Exercise prompt:
State how many lines of the entries hold the string "ChartSpec", and output nothing but that count.

Dataset excerpts:
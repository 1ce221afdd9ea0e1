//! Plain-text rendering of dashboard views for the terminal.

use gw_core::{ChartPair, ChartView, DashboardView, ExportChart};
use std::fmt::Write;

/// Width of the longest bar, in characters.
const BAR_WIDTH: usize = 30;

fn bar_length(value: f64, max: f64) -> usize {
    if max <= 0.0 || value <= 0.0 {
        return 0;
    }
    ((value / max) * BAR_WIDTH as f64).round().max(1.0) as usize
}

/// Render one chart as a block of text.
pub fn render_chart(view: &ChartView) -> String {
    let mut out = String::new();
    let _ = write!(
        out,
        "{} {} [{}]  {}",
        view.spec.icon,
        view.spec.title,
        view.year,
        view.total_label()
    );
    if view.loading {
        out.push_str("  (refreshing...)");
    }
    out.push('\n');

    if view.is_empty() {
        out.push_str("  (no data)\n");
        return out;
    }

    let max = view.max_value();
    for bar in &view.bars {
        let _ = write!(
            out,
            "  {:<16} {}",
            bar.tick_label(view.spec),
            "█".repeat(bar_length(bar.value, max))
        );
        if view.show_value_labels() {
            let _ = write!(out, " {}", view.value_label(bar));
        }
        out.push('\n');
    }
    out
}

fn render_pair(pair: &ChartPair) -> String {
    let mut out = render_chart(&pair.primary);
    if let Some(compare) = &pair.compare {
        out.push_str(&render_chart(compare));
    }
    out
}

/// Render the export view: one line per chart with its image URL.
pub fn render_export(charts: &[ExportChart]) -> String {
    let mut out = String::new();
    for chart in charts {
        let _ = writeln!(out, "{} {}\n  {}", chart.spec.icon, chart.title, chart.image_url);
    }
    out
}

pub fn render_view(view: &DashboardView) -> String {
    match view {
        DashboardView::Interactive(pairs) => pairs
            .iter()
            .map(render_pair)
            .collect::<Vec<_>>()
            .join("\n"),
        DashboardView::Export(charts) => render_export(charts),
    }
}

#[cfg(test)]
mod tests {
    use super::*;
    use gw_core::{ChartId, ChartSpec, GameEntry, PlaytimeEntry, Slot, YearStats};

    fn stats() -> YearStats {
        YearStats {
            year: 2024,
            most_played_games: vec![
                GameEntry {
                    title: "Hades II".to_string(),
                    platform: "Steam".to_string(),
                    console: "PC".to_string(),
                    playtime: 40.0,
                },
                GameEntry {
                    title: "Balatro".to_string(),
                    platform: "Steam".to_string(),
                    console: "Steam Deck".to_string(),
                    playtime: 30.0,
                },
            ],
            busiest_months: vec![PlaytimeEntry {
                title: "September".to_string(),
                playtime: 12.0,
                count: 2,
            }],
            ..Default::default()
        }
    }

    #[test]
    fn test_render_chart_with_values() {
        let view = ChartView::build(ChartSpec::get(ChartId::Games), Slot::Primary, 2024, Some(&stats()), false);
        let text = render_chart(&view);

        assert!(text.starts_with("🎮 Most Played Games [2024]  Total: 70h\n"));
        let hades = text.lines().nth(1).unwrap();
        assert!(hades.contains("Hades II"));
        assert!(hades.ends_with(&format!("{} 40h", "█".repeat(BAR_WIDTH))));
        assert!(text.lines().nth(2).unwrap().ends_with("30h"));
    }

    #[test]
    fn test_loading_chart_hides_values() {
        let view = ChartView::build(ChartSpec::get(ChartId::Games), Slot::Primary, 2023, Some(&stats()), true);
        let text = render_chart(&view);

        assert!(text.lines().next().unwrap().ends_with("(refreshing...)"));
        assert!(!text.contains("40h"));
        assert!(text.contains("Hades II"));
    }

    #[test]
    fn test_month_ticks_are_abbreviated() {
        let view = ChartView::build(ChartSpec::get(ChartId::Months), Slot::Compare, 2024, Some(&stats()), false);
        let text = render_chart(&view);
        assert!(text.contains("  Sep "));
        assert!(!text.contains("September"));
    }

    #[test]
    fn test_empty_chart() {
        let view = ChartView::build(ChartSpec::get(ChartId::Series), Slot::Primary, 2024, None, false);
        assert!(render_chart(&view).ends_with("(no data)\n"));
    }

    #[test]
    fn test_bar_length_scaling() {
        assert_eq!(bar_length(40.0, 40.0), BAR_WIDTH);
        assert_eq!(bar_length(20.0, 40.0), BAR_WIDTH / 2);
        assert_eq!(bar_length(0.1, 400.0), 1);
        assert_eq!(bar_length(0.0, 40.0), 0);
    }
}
* * *
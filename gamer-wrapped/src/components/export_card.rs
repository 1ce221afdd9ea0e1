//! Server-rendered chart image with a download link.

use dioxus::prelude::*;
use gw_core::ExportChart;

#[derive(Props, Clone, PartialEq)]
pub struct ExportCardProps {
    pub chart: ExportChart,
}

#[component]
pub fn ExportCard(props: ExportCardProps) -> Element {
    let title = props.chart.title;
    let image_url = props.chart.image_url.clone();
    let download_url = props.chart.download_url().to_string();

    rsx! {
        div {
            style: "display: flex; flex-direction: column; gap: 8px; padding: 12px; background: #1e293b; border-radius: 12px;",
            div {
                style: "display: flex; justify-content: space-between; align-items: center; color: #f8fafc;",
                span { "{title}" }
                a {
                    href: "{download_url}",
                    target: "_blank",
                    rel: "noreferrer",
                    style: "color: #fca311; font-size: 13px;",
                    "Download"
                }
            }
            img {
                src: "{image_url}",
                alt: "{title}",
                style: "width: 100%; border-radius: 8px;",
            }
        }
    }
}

Answer to this task:
5